At the heart of this study is the observation of the direct effect of air temperature on electricity consumption, as well as the interaction of other explanatory variables. Using a partially linear model, Engle and Granger were able to accurately estimate electricity demand under both random and fixed allocations.
Engle and Granger's research not only provides a framework for data analysis, but also shows how to use least squares estimators to evaluate non-parametric components in the model. The successful application of this model opened the door to subsequent research in other fields, including biostatistics and environmental science.
Partial linear models structurally contain measurable parameters and required non-parametric parts. This allows researchers to conduct more detailed analyzes of complex phenomena. In Engle and Granger's study of electricity use, the model they established is in the form:
Y = δ^Tβ + f(t)
Among them, Y represents the amount of electricity usage, δ^T is a vector of explainable variables, β is the parameter to be estimated, and f(t) is a non-parametric function that depends on temperature. This structure allows them to take into account the dynamic effects of temperature and the effects of other factors simultaneously.
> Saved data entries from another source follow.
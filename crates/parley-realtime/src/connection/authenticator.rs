//! WebSocket handshake authentication.

use std::sync::Arc;

use parley_auth::jwt::JwtDecoder;
use parley_core::error::AppError;
use parley_core::types::id::UserId;

/// Admits WebSocket handshakes that carry a valid session token.
///
/// Clients may also send the legacy `userId` query parameter. It is only
/// accepted when it names the same user as the verified token.
#[derive(Clone)]
pub struct WsAuthenticator {
    decoder: Arc<JwtDecoder>,
}

impl std::fmt::Debug for WsAuthenticator {
    fn fmt(&self, f: &mut std::fmt::Formatter<'_>) -> std::fmt::Result {
        f.debug_struct("WsAuthenticator").finish()
    }
}

impl WsAuthenticator {
    /// Creates a new WebSocket authenticator.
    pub fn new(decoder: Arc<JwtDecoder>) -> Self {
        Self { decoder }
    }

    /// Resolve the connecting user, or reject the handshake.
    pub fn authenticate(
        &self,
        token: Option<&str>,
        claimed_user_id: Option<&str>,
    ) -> Result<UserId, AppError> {
        let token = token
            .map(str::trim)
            .filter(|t| !t.is_empty())
            .ok_or_else(|| AppError::authentication("Unauthorized - No token provided"))?;

        let user_id = self.decoder.verify(token)?;

        if let Some(claimed) = claimed_user_id.map(str::trim).filter(|c| !c.is_empty()) {
            let claimed: UserId = claimed
                .parse()
                .map_err(|_| AppError::authentication("Invalid userId"))?;
            if claimed != user_id {
                return Err(AppError::authentication(
                    "userId does not match the authenticated session",
                ));
            }
        }

        Ok(user_id)
    }
}

#[cfg(test)]
mod tests {
    use super::*;
    use parley_auth::jwt::JwtEncoder;
    use parley_core::config::AuthConfig;
    use parley_core::error::ErrorKind;

    fn setup() -> (JwtEncoder, WsAuthenticator) {
        let config = AuthConfig::default();
        (
            JwtEncoder::new(&config),
            WsAuthenticator::new(Arc::new(JwtDecoder::new(&config))),
        )
    }

    #[test]
    fn test_token_alone_is_enough() {
        let (encoder, auth) = setup();
        let user = UserId::new();
        let token = encoder.generate_token(user).unwrap().token;
        assert_eq!(auth.authenticate(Some(&token), None).unwrap(), user);
    }

    #[test]
    fn test_matching_user_id_accepted() {
        let (encoder, auth) = setup();
        let user = UserId::new();
        let token = encoder.generate_token(user).unwrap().token;
        let claimed = user.to_string();
        assert_eq!(auth.authenticate(Some(&token), Some(&claimed)).unwrap(), user);
    }

    #[test]
    fn test_spoofed_user_id_rejected() {
        let (encoder, auth) = setup();
        let token = encoder.generate_token(UserId::new()).unwrap().token;
        let other = UserId::new().to_string();
        let err = auth.authenticate(Some(&token), Some(&other)).unwrap_err();
        assert_eq!(err.kind, ErrorKind::Authentication);
    }

    #[test]
    fn test_missing_or_bad_token_rejected() {
        let (_, auth) = setup();
        let claimed = UserId::new().to_string();
        assert!(auth.authenticate(None, Some(&claimed)).is_err());
        assert!(auth.authenticate(Some(""), None).is_err());
        assert!(auth.authenticate(Some("forged"), None).is_err());
    }
}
The researchers emphasized that "in the process of model construction, the choice of assumptions and the quality of the data have a profound impact on the results." This means that the effectiveness of the model not only depends on the correctness of the mathematics, but also on the data a true reflection.
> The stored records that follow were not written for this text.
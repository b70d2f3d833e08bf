//! # parley-service
//!
//! Business logic for Parley. Services receive their stores, auth
//! primitives, object storage and the realtime relay at construction time
//! and implement the account and messaging use cases on top of them.

pub mod account;
pub mod context;
pub mod message;
pub mod store;

pub use account::{AccountService, AuthSession, SignInRequest, SignUpRequest};
pub use context::RequestContext;
pub use message::{MessageService, SendMessage};
pub use store::{MemoryStore, MessageStore, PgStore, UserStore};
//! Live delivery of persisted messages.

pub mod relay;

pub use relay::{DeliveryOutcome, DeliveryRelay};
Engle and Granger also clarified some basic assumptions of this model in their research, including the situation of random allocation and that inevitable random errors can be reasonably controlled. This theoretical framework enables the model to maintain stability and accuracy when dealing with electricity demand.
According to their research, "Among all random variables, temperature is the key factor affecting electricity consumption." This discovery still has guiding significance for how power companies manage resources.
The successful application of partial linear models is not limited to the power industry. Tripathi also adopted this model in a profitability analysis of microeconomics in 1997, and the exploration of Zeger and Diggle in the field of biostatistics was further expanded. Its scope of application. These studies demonstrate the influence and importance of partially linear models in multiple academic fields.
With the advancement of technology, this model has been optimized and widely used in a variety of statistical methods, such as the Nadaraya-Waston kernel estimator and local linear methods. These advances have made the application of the model more flexible and accurate.
Ultimately, this research by Engle and Granger provides us with a topic to think about: In the current rapidly changing technological era, how can we effectively use these models to deal with the challenges brought about by environmental changes?